Stored items:
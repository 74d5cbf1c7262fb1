//! Worker stages: the diagonal block of the owned batch, then every column
//! bin merged into running top-k rows.

use std::path::PathBuf;
use std::time::Instant;

use corrgraph_core::correlation::{
    Block, SampleStats, apply_diagonal_mask, correlation_block, row_moments,
};
use corrgraph_core::topk::{TopKRow, merge_block, seed_diagonal};
use log::{debug, info, trace};
use rayon::prelude::*;
use serde::{Deserialize, Serialize};
use smartcore::linalg::basic::arrays::Array;

use crate::aggregator::GlobalStats;
use crate::errors::{PipelineError, PipelineResult};
use crate::partition::{BatchLayout, PartitionPlan};
use crate::source::{DataSource, ReadSpec, matrix_rows};
use crate::storage::parquet::save_distance_patch;

/// Top-k rows of one batch, as persisted under `distances/`.
#[derive(Debug, Clone, PartialEq, Serialize, Deserialize)]
pub struct DistancePatch {
    pub batch: usize,
    pub global_start: usize,
    pub rows: Vec<TopKRow>,
}

impl DistancePatch {
    pub fn k(&self) -> usize {
        self.rows.first().map(|r| r.k()).unwrap_or(0)
    }

    pub fn n_rows(&self) -> usize {
        self.rows.len()
    }
}

/// Load `reads` into one block, `chunk` samples per source call.
/// Any read or shape failure is a computation error.
pub fn load_block(
    source: &dyn DataSource,
    reads: &[ReadSpec],
    chunk: usize,
    dim: usize,
) -> PipelineResult<Block> {
    let n: usize = reads.iter().map(|r| r.len()).sum();
    let mut block = Block::with_capacity(n, dim);

    for read in reads {
        for part in read.chunks(chunk) {
            let matrix = source.read(&part).map_err(|e| {
                PipelineError::Computation(format!(
                    "failed to load {:?} of dataset ({}, {}): {}",
                    part.range, part.file, part.dataset, e
                ))
            })?;
            let (n_rows, n_cols) = matrix.shape();
            if n_rows != part.len() || n_cols != dim {
                return Err(PipelineError::Computation(format!(
                    "read of {:?} in dataset ({}, {}) returned {}x{}, expected {}x{}",
                    part.range,
                    part.file,
                    part.dataset,
                    n_rows,
                    n_cols,
                    part.len(),
                    dim
                )));
            }
            for row in matrix_rows(&matrix) {
                block.push_row(&row);
            }
            trace!("loaded {} samples", n_rows);
        }
    }
    Ok(block)
}

/// State of the unit owning one row batch.
#[derive(Debug)]
pub struct WorkerState {
    plan: PartitionPlan,
    batch: usize,
    /// Centered samples of the owned batch, resident after the diagonal stage.
    rows: Option<Block>,
    stats: SampleStats,
    topk: Vec<TopKRow>,
}

impl WorkerState {
    pub fn new(plan: PartitionPlan, batch: usize) -> PipelineResult<Self> {
        if plan.batch(batch).is_none() {
            return Err(PipelineError::Configuration(format!(
                "batch {} does not exist in a plan of {} batches",
                batch,
                plan.n_batches()
            )));
        }
        Ok(Self {
            plan,
            batch,
            rows: None,
            stats: SampleStats::default(),
            topk: Vec::new(),
        })
    }

    pub fn batch(&self) -> usize {
        self.batch
    }

    pub fn layout(&self) -> &BatchLayout {
        &self.plan.batches()[self.batch]
    }

    pub fn plan(&self) -> &PartitionPlan {
        &self.plan
    }

    pub fn stats(&self) -> &SampleStats {
        &self.stats
    }

    pub fn topk(&self) -> &[TopKRow] {
        &self.topk
    }

    /// Load the owned batch, compute per-sample statistics and seed the
    /// top-k rows from the masked self block.
    pub fn diagonal_stage(&mut self, source: &dyn DataSource) -> PipelineResult<SampleStats> {
        let start = Instant::now();
        let layout = self.layout().clone();
        let config = self.plan.config();
        let dim = self.plan.feature_dim();
        info!(
            "Worker {}: diagonal stage over {:?} ({} reads)",
            self.batch,
            layout.range,
            layout.reads.len()
        );

        if source.catalog() != self.plan.catalog() {
            return Err(PipelineError::Configuration(format!(
                "worker {} sees a different catalog than the aggregator",
                self.batch
            )));
        }

        let mut block = load_block(source, &layout.reads, config.chunk_size(), dim)?;
        if block.n_rows() != layout.len() {
            return Err(PipelineError::Computation(format!(
                "batch {} loaded {} samples, expected {}",
                self.batch,
                block.n_rows(),
                layout.len()
            )));
        }

        let moments: Vec<(f64, f64)> = (0..block.n_rows())
            .into_par_iter()
            .map(|i| row_moments(block.row(i)))
            .collect();
        let mut stats = SampleStats::with_capacity(moments.len());
        for (i, (mean, std)) in moments.into_iter().enumerate() {
            if !mean.is_finite() || !std.is_finite() {
                return Err(PipelineError::Computation(format!(
                    "sample {} has non-finite statistics (mean {}, std {})",
                    layout.range.start + i,
                    mean,
                    std
                )));
            }
            stats.push(mean, std);
        }

        block.center(&stats.mean);
        let n = block.n_rows();
        let mut corr = correlation_block(&block, &stats.std, &block, &stats.std);
        apply_diagonal_mask(&mut corr, n, config.mask());
        self.topk = seed_diagonal(
            &corr,
            n,
            layout.range.start,
            config.neighbors(),
            config.mask(),
        );

        self.rows = Some(block);
        self.stats = stats.clone();
        info!(
            "Worker {}: diagonal stage done in {:?}",
            self.batch,
            start.elapsed()
        );
        Ok(stats)
    }

    /// Scan every bin of the owned batch with the broadcast statistics and
    /// merge each cross block into the running top-k rows.
    pub fn off_diagonal_stage(
        &mut self,
        source: &dyn DataSource,
        global: &GlobalStats,
    ) -> PipelineResult<DistancePatch> {
        let start = Instant::now();
        let total = self.plan.total_samples();
        if global.len() != total {
            return Err(PipelineError::Computation(format!(
                "worker {} received statistics for {} samples, expected {}",
                self.batch,
                global.len(),
                total
            )));
        }
        let rows = self.rows.as_ref().ok_or_else(|| {
            PipelineError::Computation(format!(
                "worker {}: off-diagonal stage before diagonal stage",
                self.batch
            ))
        })?;

        let dim = self.plan.feature_dim();
        let bins = self.plan.bins(self.batch);
        info!(
            "Worker {}: off-diagonal stage over {} bins",
            self.batch,
            bins.len()
        );

        for (b, bin) in bins.iter().enumerate() {
            let mut cols = load_block(source, &bin.reads, usize::MAX, dim)?;
            let col_index = bin.columns();
            if cols.n_rows() != col_index.len() {
                return Err(PipelineError::Computation(format!(
                    "bin {} of worker {} loaded {} samples, expected {}",
                    b,
                    self.batch,
                    cols.n_rows(),
                    col_index.len()
                )));
            }

            let col_mean: Vec<f64> = col_index.iter().map(|&j| global.mean_all[j]).collect();
            let col_std: Vec<f64> = col_index.iter().map(|&j| global.std_all[j]).collect();
            cols.center(&col_mean);

            let block = correlation_block(rows, &self.stats.std, &cols, &col_std);
            merge_block(&mut self.topk, &block, &col_index);
            debug!(
                "Worker {}: bin {}/{} (batches {:?}, {} columns) merged",
                self.batch,
                b + 1,
                bins.len(),
                bin.batches,
                col_index.len()
            );
        }

        info!(
            "Worker {}: off-diagonal stage done in {:?}",
            self.batch,
            start.elapsed()
        );
        Ok(DistancePatch {
            batch: self.batch,
            global_start: self.layout().range.start,
            rows: self.topk.clone(),
        })
    }

    pub fn save_patch(&self, patch: &DistancePatch) -> PipelineResult<PathBuf> {
        let path = save_distance_patch(patch, self.plan.config().output_dir())?;
        debug!("Worker {}: patch written to {}", self.batch, path.display());
        Ok(path)
    }
}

#### What you are asked to do:
Would you copy every line of the entries that includes the word "PipelineResult"?

#### Answer to this problem:
use crate::errors::{PipelineError, PipelineResult};
) -> PipelineResult<Block> {
    pub fn new(plan: PartitionPlan, batch: usize) -> PipelineResult<Self> {
    pub fn diagonal_stage(&mut self, source: &dyn DataSource) -> PipelineResult<SampleStats> {
    ) -> PipelineResult<DistancePatch> {
    pub fn save_patch(&self, patch: &DistancePatch) -> PipelineResult<PathBuf> {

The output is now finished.